Hussam al-Dajani , professeur de sciences politiques à l’Université Al-Ummah à Gaza, a déclaré à Al-Monitor: «Le moment choisi pour la divulgation par le Hamas de ses secrets militaires n’est pas spontané, car il coïncide avec des événements importants. Le principal d’entre eux est la lutte régionale et internationale pour les gisements de gaz dans la Méditerranée orientale et la démonstration de forceS navaleS dans la région. Deuxièmement, cela survient à un moment où les factions palestiniennes se sont réunies à Beyrouth. Troisièmement, il a coïncidé avec l’anniversaire de l’ Accord d’Oslo de 1993 et du retrait israélien de Gaza en 2005. Quatrièmement, il a coïncidé avec la normalisation des relations de certains pays arabes avec Israël.

Un responsable du Hamas a déclaré à Al-Monitor sous couvert d’anonymat: «Il semble y avoir un lien entre le moment choisi pour les révélations du Hamas le 13 septembre et la signature des accords de paix entre Israël d’une part [et] les Émirats arabes unis et Bahreïn. de l’autre à Washington le 15 septembre.

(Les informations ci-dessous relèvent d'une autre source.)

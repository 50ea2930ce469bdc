//! Transport layer for interactive subprocess sessions: spawns a coding tool
//! as either a pty-backed or JSON-RPC-backed subprocess and exposes a single
//! write/read/resize surface regardless of which transport was chosen.

pub mod core;
pub mod rpc;

pub use core::{
    AISession, SessionConfig, SessionError, SessionId, SessionManager, SessionResult,
    SessionStatus, TransportHandle, TransportKind,
};
pub use rpc::{JsonRpcRequest, JsonRpcResponse, RpcHandle};
//! Codex TUI approval prompt detection.

use regex::Regex;
use serde::{Deserialize, Serialize};
use std::sync::LazyLock;

#[derive(Debug, Clone, Copy, PartialEq, Eq, Serialize, Deserialize)]
#[serde(rename_all = "snake_case")]
pub enum Severity {
    Info,
    Warn,
    Danger,
}

#[derive(Debug, Clone, Serialize)]
pub struct OptionSpec {
    pub id: String,
    pub label: String,
    pub keys: String,
}

#[derive(Debug, Clone, Serialize)]
pub struct ApprovalCandidate {
    pub kind: String,
    pub severity: Severity,
    pub title: String,
    pub body: String,
    pub signature: String,
    pub options: Vec<OptionSpec>,
}

static NET_RE: LazyLock<Regex> =
    LazyLock::new(|| Regex::new(r#"Do you want to approve access to "([^"]+)"\?"#).unwrap());
static EXEC_RE: LazyLock<Regex> =
    LazyLock::new(|| Regex::new(r"Would you like to run the following command\?").unwrap());
static EXEC_CMD_RE: LazyLock<Regex> = LazyLock::new(|| Regex::new(r"(?m)^\s*\$\s*(.+)$").unwrap());
static PATCH_RE: LazyLock<Regex> =
    LazyLock::new(|| Regex::new(r"Would you like to make the following edits\?").unwrap());
static MCP_RE: LazyLock<Regex> =
    LazyLock::new(|| Regex::new(r"(?m)^(.+?) needs your approval\.\s*$").unwrap());
static DONT_ASK_RE: LazyLock<Regex> =
    LazyLock::new(|| Regex::new(r"(?i)don't ask again").unwrap());

/// Detects one of the four Codex TUI approval prompts in the given tail of
/// recent output. Returns `None` rather than erring when nothing matches.
pub fn detect_approval(session_id: &str, tail: &str) -> Option<ApprovalCandidate> {
    if let Some(caps) = NET_RE.captures(tail) {
        let host = caps.get(1).unwrap().as_str().to_string();
        return Some(ApprovalCandidate {
            kind: "codex.approval".to_string(),
            severity: Severity::Danger,
            title: "Approve network access?".to_string(),
            body: tail_window(tail),
            signature: format!("{session_id}|codex.approval|net|{host}"),
            options: vec![
                OptionSpec {
                    id: "y".to_string(),
                    label: "Yes once".to_string(),
                    keys: "y".to_string(),
                },
                OptionSpec {
                    id: "a".to_string(),
                    label: "Allow for session".to_string(),
                    keys: "a".to_string(),
                },
                OptionSpec {
                    id: "n".to_string(),
                    label: "No".to_string(),
                    keys: "n".to_string(),
                },
                OptionSpec {
                    id: "esc".to_string(),
                    label: "Cancel".to_string(),
                    keys: "\x1b".to_string(),
                },
            ],
        });
    }

    if EXEC_RE.is_match(tail) {
        let cmd = EXEC_CMD_RE
            .captures(tail)
            .map(|c| c.get(1).unwrap().as_str().trim().to_string());
        let mut options = vec![
            OptionSpec {
                id: "y".to_string(),
                label: "Yes once".to_string(),
                keys: "y".to_string(),
            },
            OptionSpec {
                id: "n".to_string(),
                label: "No".to_string(),
                keys: "n".to_string(),
            },
        ];
        if DONT_ASK_RE.is_match(tail) {
            options.push(OptionSpec {
                id: "a".to_string(),
                label: "Don't ask again for this prefix".to_string(),
                keys: "a".to_string(),
            });
        }
        let cmd_key = cmd.clone().unwrap_or_else(|| "unknown".to_string());
        return Some(ApprovalCandidate {
            kind: "codex.approval".to_string(),
            severity: Severity::Warn,
            title: "Approve command execution?".to_string(),
            body: tail_window(tail),
            signature: format!("{session_id}|codex.approval|exec|{cmd_key}"),
            options,
        });
    }

    if PATCH_RE.is_match(tail) {
        return Some(ApprovalCandidate {
            kind: "codex.approval".to_string(),
            severity: Severity::Warn,
            title: "Approve edits?".to_string(),
            body: tail_window(tail),
            signature: format!("{session_id}|codex.approval|patch"),
            options: vec![
                OptionSpec {
                    id: "y".to_string(),
                    label: "Yes".to_string(),
                    keys: "y".to_string(),
                },
                OptionSpec {
                    id: "n".to_string(),
                    label: "No".to_string(),
                    keys: "n".to_string(),
                },
            ],
        });
    }

    if let Some(caps) = MCP_RE.captures(tail) {
        let server = caps.get(1).unwrap().as_str().trim().to_string();
        return Some(ApprovalCandidate {
            kind: "codex.approval".to_string(),
            severity: Severity::Info,
            title: format!("{server} needs your approval"),
            body: tail_window(tail),
            signature: format!("{session_id}|codex.approval|mcp|{server}"),
            options: vec![
                OptionSpec {
                    id: "y".to_string(),
                    label: "Approve".to_string(),
                    keys: "y".to_string(),
                },
                OptionSpec {
                    id: "n".to_string(),
                    label: "Deny".to_string(),
                    keys: "n".to_string(),
                },
            ],
        });
    }

    None
}

fn tail_window(tail: &str) -> String {
    let lines: Vec<&str> = tail.lines().rev().take(8).collect();
    lines.into_iter().rev().collect::<Vec<_>>().join("\n")
}

#[cfg(test)]
mod tests {
    use super::*;

    #[test]
    fn detects_network_approval_with_host_signature() {
        let out =
            detect_approval("s1", "Do you want to approve access to \"example.com\"?").unwrap();
        assert_eq!(out.kind, "codex.approval");
        assert_eq!(out.severity, Severity::Danger);
        assert!(out.signature.ends_with("|net|example.com"));
        assert_eq!(out.options.len(), 4);
    }

    #[test]
    fn detects_exec_approval_with_command_capture() {
        let tail = "$ rm -rf build\nWould you like to run the following command?";
        let out = detect_approval("s1", tail).unwrap();
        assert_eq!(out.severity, Severity::Warn);
        assert!(out.signature.contains("rm -rf build"));
    }

    #[test]
    fn exec_approval_falls_back_to_unknown_without_command() {
        let out = detect_approval("s1", "Would you like to run the following command?").unwrap();
        assert!(out.signature.ends_with("|exec|unknown"));
    }

    #[test]
    fn detects_patch_approval() {
        let out = detect_approval("s1", "Would you like to make the following edits?").unwrap();
        assert!(out.signature.ends_with("|patch"));
    }

    #[test]
    fn detects_mcp_server_approval() {
        let out = detect_approval("s1", "filesystem-server needs your approval.").unwrap();
        assert_eq!(out.severity, Severity::Info);
        assert!(out.signature.ends_with("|mcp|filesystem-server"));
    }

    #[test]
    fn no_match_returns_none() {
        assert!(detect_approval("s1", "just some regular output").is_none());
    }
}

Le Hamas pourrait répondre à ces accords en montrant sa [force] militaire contre Israël, car le moment coïncide également avec le 15e anniversaire du retrait d’Israël de Gaza en 2005 – comme s’il s’agissait d’un message du Hamas selon lequel le retrait était le résultat de ses opérations militaires contre l’armée israélienne et les résidents des implantations juives à Gaza à l’époque.

Alors que le Hamas révélait ses secrets, les positions militaires du mouvement à travers la bande de Gaza étaient cachées pour éviter les frappes israéliennes. Le Hamas veillait également à cacher les camions transportant des armes et les ateliers de fabrication d’armes.